Exercise objective:
Of the entries below, copy only those lines that contain the word "format".

*** Excerpted data ***

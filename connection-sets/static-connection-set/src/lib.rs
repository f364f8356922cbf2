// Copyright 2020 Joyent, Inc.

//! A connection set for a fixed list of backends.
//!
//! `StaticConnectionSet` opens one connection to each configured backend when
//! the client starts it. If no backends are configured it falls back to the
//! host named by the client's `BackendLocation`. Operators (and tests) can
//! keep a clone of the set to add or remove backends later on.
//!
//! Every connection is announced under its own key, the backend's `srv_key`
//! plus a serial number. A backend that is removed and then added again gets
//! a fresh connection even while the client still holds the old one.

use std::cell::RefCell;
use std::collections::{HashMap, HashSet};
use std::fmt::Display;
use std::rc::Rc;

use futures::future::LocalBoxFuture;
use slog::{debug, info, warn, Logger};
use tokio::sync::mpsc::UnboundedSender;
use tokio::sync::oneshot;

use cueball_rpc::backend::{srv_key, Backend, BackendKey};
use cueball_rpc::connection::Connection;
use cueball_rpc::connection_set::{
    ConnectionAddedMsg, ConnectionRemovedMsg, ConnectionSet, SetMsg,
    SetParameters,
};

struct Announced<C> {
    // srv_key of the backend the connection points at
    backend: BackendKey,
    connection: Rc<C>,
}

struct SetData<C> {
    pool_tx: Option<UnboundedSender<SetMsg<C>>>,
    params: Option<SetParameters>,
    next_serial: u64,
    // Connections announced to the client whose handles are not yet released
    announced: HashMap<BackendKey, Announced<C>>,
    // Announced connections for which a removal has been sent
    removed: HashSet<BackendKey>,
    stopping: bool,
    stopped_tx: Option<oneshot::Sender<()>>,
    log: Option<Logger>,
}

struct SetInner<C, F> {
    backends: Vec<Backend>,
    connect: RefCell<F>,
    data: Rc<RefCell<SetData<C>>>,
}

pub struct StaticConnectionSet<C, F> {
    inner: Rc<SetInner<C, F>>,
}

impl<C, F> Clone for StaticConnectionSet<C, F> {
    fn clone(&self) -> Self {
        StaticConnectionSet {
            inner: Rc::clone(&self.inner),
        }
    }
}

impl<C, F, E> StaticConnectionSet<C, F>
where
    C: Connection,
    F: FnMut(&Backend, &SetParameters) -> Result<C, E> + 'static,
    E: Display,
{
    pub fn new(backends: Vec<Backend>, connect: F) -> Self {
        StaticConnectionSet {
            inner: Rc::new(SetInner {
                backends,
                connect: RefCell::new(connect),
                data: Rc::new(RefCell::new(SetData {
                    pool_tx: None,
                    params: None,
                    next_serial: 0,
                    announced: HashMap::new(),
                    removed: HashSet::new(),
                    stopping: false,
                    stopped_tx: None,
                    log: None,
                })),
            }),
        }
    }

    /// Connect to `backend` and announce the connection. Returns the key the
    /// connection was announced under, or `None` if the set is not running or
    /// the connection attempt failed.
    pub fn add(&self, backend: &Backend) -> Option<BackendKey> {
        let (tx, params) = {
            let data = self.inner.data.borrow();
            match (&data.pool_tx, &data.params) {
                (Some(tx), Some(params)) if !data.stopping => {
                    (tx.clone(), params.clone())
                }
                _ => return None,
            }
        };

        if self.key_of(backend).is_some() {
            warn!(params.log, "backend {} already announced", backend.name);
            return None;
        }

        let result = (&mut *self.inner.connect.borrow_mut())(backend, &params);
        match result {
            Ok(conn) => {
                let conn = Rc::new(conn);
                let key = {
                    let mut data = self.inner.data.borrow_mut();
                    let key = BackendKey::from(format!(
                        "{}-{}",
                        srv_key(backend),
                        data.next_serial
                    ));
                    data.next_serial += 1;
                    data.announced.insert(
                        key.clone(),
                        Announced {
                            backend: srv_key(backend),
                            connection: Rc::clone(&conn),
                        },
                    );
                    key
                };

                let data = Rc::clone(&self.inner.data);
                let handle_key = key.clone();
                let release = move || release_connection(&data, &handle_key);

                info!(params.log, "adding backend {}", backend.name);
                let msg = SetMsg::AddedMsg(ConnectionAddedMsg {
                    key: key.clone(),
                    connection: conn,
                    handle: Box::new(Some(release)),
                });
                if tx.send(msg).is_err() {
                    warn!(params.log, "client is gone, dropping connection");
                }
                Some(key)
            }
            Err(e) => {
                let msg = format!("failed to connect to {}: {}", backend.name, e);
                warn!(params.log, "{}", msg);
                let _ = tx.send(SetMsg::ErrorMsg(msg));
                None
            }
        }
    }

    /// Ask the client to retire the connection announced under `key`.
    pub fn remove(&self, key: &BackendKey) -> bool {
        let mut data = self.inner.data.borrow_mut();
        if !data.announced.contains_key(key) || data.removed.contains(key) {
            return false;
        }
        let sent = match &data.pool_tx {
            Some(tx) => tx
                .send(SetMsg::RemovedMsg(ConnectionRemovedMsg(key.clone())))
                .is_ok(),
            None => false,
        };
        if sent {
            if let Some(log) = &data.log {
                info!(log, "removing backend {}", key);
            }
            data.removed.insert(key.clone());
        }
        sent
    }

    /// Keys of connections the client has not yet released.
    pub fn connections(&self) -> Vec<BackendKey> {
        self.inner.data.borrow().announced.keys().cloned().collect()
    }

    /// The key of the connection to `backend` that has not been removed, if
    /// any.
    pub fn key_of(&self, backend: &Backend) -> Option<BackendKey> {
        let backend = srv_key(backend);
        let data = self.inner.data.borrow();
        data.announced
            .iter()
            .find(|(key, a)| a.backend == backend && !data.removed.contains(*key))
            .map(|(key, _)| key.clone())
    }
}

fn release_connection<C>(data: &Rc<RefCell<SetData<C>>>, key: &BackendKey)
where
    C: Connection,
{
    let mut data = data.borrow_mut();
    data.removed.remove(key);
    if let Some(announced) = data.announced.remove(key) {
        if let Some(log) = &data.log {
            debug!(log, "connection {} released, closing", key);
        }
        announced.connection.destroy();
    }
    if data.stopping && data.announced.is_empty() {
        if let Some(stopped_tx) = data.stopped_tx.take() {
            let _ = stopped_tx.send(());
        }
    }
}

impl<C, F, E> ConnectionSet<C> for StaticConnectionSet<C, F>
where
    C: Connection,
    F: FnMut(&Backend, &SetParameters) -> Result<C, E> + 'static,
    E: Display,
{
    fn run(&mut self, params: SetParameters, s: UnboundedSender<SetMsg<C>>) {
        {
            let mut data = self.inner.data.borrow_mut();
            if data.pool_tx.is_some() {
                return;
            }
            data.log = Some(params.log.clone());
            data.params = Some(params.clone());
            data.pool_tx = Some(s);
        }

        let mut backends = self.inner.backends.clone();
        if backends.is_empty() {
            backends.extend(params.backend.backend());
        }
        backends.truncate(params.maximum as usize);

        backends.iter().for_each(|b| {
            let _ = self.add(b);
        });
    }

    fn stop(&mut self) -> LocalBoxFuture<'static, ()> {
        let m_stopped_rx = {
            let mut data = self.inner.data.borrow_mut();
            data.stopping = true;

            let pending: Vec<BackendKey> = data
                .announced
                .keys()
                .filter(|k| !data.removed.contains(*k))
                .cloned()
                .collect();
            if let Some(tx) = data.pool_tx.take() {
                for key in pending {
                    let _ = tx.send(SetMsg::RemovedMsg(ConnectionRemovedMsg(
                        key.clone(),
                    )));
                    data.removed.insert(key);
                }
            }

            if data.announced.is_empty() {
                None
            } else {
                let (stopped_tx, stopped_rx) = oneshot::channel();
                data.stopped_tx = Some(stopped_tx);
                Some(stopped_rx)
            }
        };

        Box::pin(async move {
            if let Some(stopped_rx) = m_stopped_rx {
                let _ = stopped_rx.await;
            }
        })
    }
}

*** End of Excerpted data ***

Solution for this exercise:
                    let key = BackendKey::from(format!(
                let msg = format!("failed to connect to {}: {}", backend.name, e);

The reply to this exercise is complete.